● Exercise aim
From the opening line of the records through the line bearing "lack either part.", set down every line exactly.

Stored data
────────────────

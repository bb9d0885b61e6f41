// SPDX-FileCopyrightText: 2026 pkgstore contributors
// SPDX-License-Identifier: MIT

use std::fmt;

use serde::{Deserialize, Serialize};

/// Name and version of a package, as far as they are known.
///
/// Used to label diagnostics; tarballs from local paths or git remotes may
/// lack either part.
#[derive(Debug, Clone, Default, PartialEq, Eq, Hash, Serialize, Deserialize)]
pub struct PackageId {
    #[serde(default, skip_serializing_if = "Option::is_none")]
    pub name: Option<String>,
    #[serde(default, skip_serializing_if = "Option::is_none")]
    pub version: Option<String>,
}

impl PackageId {
    pub fn new(name: impl Into<String>, version: impl Into<String>) -> Self {
        Self {
            name: Some(name.into()),
            version: Some(version.into()),
        }
    }
}

impl fmt::Display for PackageId {
    fn fmt(&self, f: &mut fmt::Formatter<'_>) -> fmt::Result {
        let name = self.name.as_deref().unwrap_or("<unknown>");
        match &self.version {
            Some(version) => write!(f, "{name}@{version}"),
            None => f.write_str(name),
        }
    }
}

────────────────

● Result of the task
repository bb9d0885b61e6f41
// SPDX-FileCopyrightText: 2026 pkgstore contributors
// SPDX-License-Identifier: MIT

use std::fmt;

use serde::{Deserialize, Serialize};

/// Name and version of a package, as far as they are known.
///
/// Used to label diagnostics; tarballs from local paths or git remotes may
/// lack either part.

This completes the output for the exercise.